Airport in Elkhart County, Indiana, United States

Elkhart Municipal Airport is a city-owned public-use airport located three nautical miles (6 km) northwest of the central business district of Elkhart, a city in Elkhart County, Indiana, United States.

Although most U.S. airports use the same three-letter location identifier for the FAA and IATA, Elkhart Municipal Airport is assigned EKM by the FAA and EKI by the IATA. The airport's ICAO identifier is KEKM. The original IATA code was EKH and was changed to EKI in the early 1970s.

== Facilities and aircraft ==
Elkhart Municipal Airport covers an area of 640 acre at an elevation of 778 feet (237 m) above mean sea level. It has two asphalt paved runways: 9/27 is 6,500 by 120 feet (1,981 x 37 m) and 18/36 is 4,001 by 75 feet (1,220 x 23 m). It also has one turf runway designated 8/26 which measures 2,500 by 100 feet (762 x 30 m).

For the 12-month period ending December 31, 2005, the airport had 33,211 aircraft operations, an average of 90 per day: 96% general aviation, 3% air taxi and 1% military.
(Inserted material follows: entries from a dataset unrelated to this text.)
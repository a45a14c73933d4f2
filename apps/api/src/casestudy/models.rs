//! Data model for one case-study submission.
//!
//! Everything here is transient: a form comes in, a result goes into the
//! session store, and the next submission replaces it wholesale. There is
//! no persisted schema.

use chrono::{DateTime, Utc};
use serde::{Deserialize, Serialize};
use uuid::Uuid;

/// The full form as submitted by the SPA. Field names are camelCase on the
/// wire to match the form's `formData` object. Every field is free text;
/// blank means "not provided".
#[derive(Debug, Clone, Default, Serialize, Deserialize)]
#[serde(rename_all = "camelCase", default)]
pub struct CaseStudyForm {
    pub case_study_title: String,
    pub author_name: String,

    // 1. Introduction and Context of AI Use
    pub course_level: String,
    pub educational_context: String,
    pub problem_goal: String,

    // 2. Description of AI Technology
    pub ai_tools: String,
    pub ai_functionality: String,
    pub ai_justification: String,

    // 3. Implementation Process
    pub preparation_phase: String,
    pub execution_phase: String,
    pub post_deployment: String,

    // 4. Ethical and Inclusive Considerations
    pub ethical_practices: String,
    pub inclusivity: String,
    pub edi_principles: String,

    // 5. Outcomes and Educational Impact
    pub impact: String,
    pub evidence: String,
    pub critical_reflection: String,

    // 6. Challenges and Limitations
    pub challenges: String,
    pub mitigation_strategies: String,
    pub reflective_insights: String,

    // 7. Sustainability and Future AI Use
    pub future_plans: String,
    pub future_research: String,
    pub recommendations: String,

    pub acknowledgements: String,
}

/// One thematic section of the form: a heading plus its labeled fields.
/// A section is "present" only if at least one field is non-blank.
pub struct Section<'a> {
    pub title: &'static str,
    pub fields: [(&'static str, &'a str); 3],
}

impl CaseStudyForm {
    /// The seven thematic sections in generation order. Blank-field
    /// filtering happens in the assembler, not here.
    pub fn sections(&self) -> [Section<'_>; 7] {
        [
            Section {
                title: "1. Introduction and Context of AI Use",
                fields: [
                    ("Course Level", &self.course_level),
                    ("Educational Context", &self.educational_context),
                    ("Problem, Opportunity, or Goal", &self.problem_goal),
                ],
            },
            Section {
                title: "2. Description of AI Technology",
                fields: [
                    ("AI Tools or Platforms", &self.ai_tools),
                    ("AI Functionality", &self.ai_functionality),
                    ("Technology Justification", &self.ai_justification),
                ],
            },
            Section {
                title: "3. Implementation Process",
                fields: [
                    ("Preparation Phase", &self.preparation_phase),
                    ("Execution Phase", &self.execution_phase),
                    ("Post-deployment Support", &self.post_deployment),
                ],
            },
            Section {
                title: "4. Ethical and Inclusive Considerations",
                fields: [
                    ("Ethical AI Practices", &self.ethical_practices),
                    ("Inclusivity and Accessibility", &self.inclusivity),
                    ("EDI Principles", &self.edi_principles),
                ],
            },
            Section {
                title: "5. Outcomes and Educational Impact",
                fields: [
                    ("AI Impact", &self.impact),
                    ("Evidence of Impact", &self.evidence),
                    ("Critical Reflection", &self.critical_reflection),
                ],
            },
            Section {
                title: "6. Challenges and Limitations of AI Implementation",
                fields: [
                    ("Challenges and Barriers", &self.challenges),
                    ("Mitigation Strategies", &self.mitigation_strategies),
                    ("Reflective Insights", &self.reflective_insights),
                ],
            },
            Section {
                title: "7. Sustainability and Future AI Use",
                fields: [
                    ("Future Plans", &self.future_plans),
                    ("Future Research", &self.future_research),
                    ("Recommendations", &self.recommendations),
                ],
            },
        ]
    }
}

/// The finished output of one pipeline run. Overwritten wholesale on each
/// new submission; no versioning or history.
#[derive(Debug, Clone, Serialize)]
pub struct CaseStudyResult {
    pub id: Uuid,
    pub title: String,
    pub author: String,
    /// Final case-study body (citations integrated or fallback-substituted).
    pub case_study: String,
    /// Full reference strings, in resolution order.
    pub references: Vec<String>,
    pub guiding_questions: String,
    pub acknowledgements: String,
    pub generated_at: DateTime<Utc>,
}

impl CaseStudyResult {
    /// Composes the downloadable markdown document: title header, author
    /// line, body, and the optional acknowledgements block.
    pub fn to_markdown(&self) -> String {
        let mut doc = format!(
            "# {}\n\n**Author:** {}\n\n{}",
            self.title, self.author, self.case_study
        );
        if !self.acknowledgements.trim().is_empty() {
            doc.push_str(&format!(
                "\n\n**Acknowledgements**\n{}",
                self.acknowledgements.trim()
            ));
        }
        doc
    }
}

#[cfg(test)]
mod tests {
    use super::*;

    fn result_with_acknowledgements(ack: &str) -> CaseStudyResult {
        CaseStudyResult {
            id: Uuid::new_v4(),
            title: "Implementing AI in Undergraduate Biology".to_string(),
            author: "Jane Doe".to_string(),
            case_study: "Body text.".to_string(),
            references: vec![],
            guiding_questions: String::new(),
            acknowledgements: ack.to_string(),
            generated_at: Utc::now(),
        }
    }

    #[test]
    fn test_form_deserializes_camel_case() {
        let json = serde_json::json!({
            "caseStudyTitle": "AI in Biology",
            "authorName": "Jane Doe",
            "courseLevel": "Undergraduate",
            "aiTools": "GPT-4"
        });
        let form: CaseStudyForm = serde_json::from_value(json).unwrap();
        assert_eq!(form.case_study_title, "AI in Biology");
        assert_eq!(form.course_level, "Undergraduate");
        // Unspecified fields default to empty rather than failing
        assert!(form.educational_context.is_empty());
    }

    #[test]
    fn test_sections_are_in_fixed_order() {
        let form = CaseStudyForm::default();
        let sections = form.sections();
        assert_eq!(sections.len(), 7);
        assert_eq!(sections[0].title, "1. Introduction and Context of AI Use");
        assert_eq!(sections[6].title, "7. Sustainability and Future AI Use");
    }

    #[test]
    fn test_markdown_includes_title_and_author() {
        let doc = result_with_acknowledgements("").to_markdown();
        assert!(doc.starts_with("# Implementing AI in Undergraduate Biology\n\n"));
        assert!(doc.contains("**Author:** Jane Doe"));
        assert!(doc.contains("Body text."));
        assert!(!doc.contains("Acknowledgements"));
    }

    #[test]
    fn test_markdown_appends_acknowledgements_when_present() {
        let doc = result_with_acknowledgements("  Thanks to the faculty team.  ").to_markdown();
        assert!(doc.ends_with("**Acknowledgements**\nThanks to the faculty team."));
    }
}
mod casestudy;
mod citations;
mod config;
mod errors;
mod llm_client;
mod routes;
mod session;
mod state;

use anyhow::Result;
use axum::http::{header, HeaderValue, Method};
use std::net::SocketAddr;
use tower_http::{cors::CorsLayer, trace::TraceLayer};
use tracing::info;
use tracing_subscriber::{layer::SubscriberExt, util::SubscriberInitExt, EnvFilter};

use crate::config::Config;
use crate::llm_client::LlmClient;
use crate::routes::build_router;
use crate::session::SessionStore;
use crate::state::AppState;

#[tokio::main]
async fn main() -> Result<()> {
    // Load configuration first (fails on missing required env vars)
    let config = Config::from_env()?;

    // Initialize structured logging
    tracing_subscriber::registry()
        .with(EnvFilter::try_from_default_env().unwrap_or_else(|_| {
            EnvFilter::new(format!("{}={}", env!("CARGO_CRATE_NAME"), &config.rust_log))
        }))
        .with(tracing_subscriber::fmt::layer())
        .init();

    info!("Starting casegen API v{}", env!("CARGO_PKG_VERSION"));

    // Initialize LLM client
    let llm = LlmClient::new(config.openai_api_key.clone());
    info!(
        "LLM client initialized (models: {}, {})",
        llm_client::GENERATION_MODEL,
        llm_client::SEARCH_MODEL
    );

    // CORS restricted to the form SPA's origin
    let cors = CorsLayer::new()
        .allow_origin(config.cors_origin.parse::<HeaderValue>()?)
        .allow_methods([Method::GET, Method::POST])
        .allow_headers([header::CONTENT_TYPE]);

    // Build app state
    let state = AppState {
        llm,
        sessions: SessionStore::new(),
    };

    // Build router
    let app = build_router(state)
        .layer(TraceLayer::new_for_http())
        .layer(cors);

    let addr: SocketAddr = format!("0.0.0.0:{}", config.port).parse()?;
    info!("Listening on {addr}");

    let listener = tokio::net::TcpListener::bind(addr).await?;
    axum::serve(listener, app).await?;

    Ok(())
}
At that time there were 73 aircraft based at this airport: 62% single-engine, 23% multi-engine, 8% jet, 4% helicopter and 3% military.

==Historical airline service==
- Air Wisconsin - provided service from the 1970s through 1987 to Chicago O'Hare Airport as well as Detroit, the latter with a stop at either Battle Creek, MI or Fort Wayne, IN. The airline became a feeder carrier for United Airlines in 1985 and flights then operated as United Express.
- Simmons Airlines dba Northwest Airlink provided service to Detroit for a short time in 1987.
- Iowa Airways, dba Midway Connection, a feeder carrier for Midway Airlines (1976-1991) operated flights to Chicago Midway Airport from 1987 until the service ended in 1990.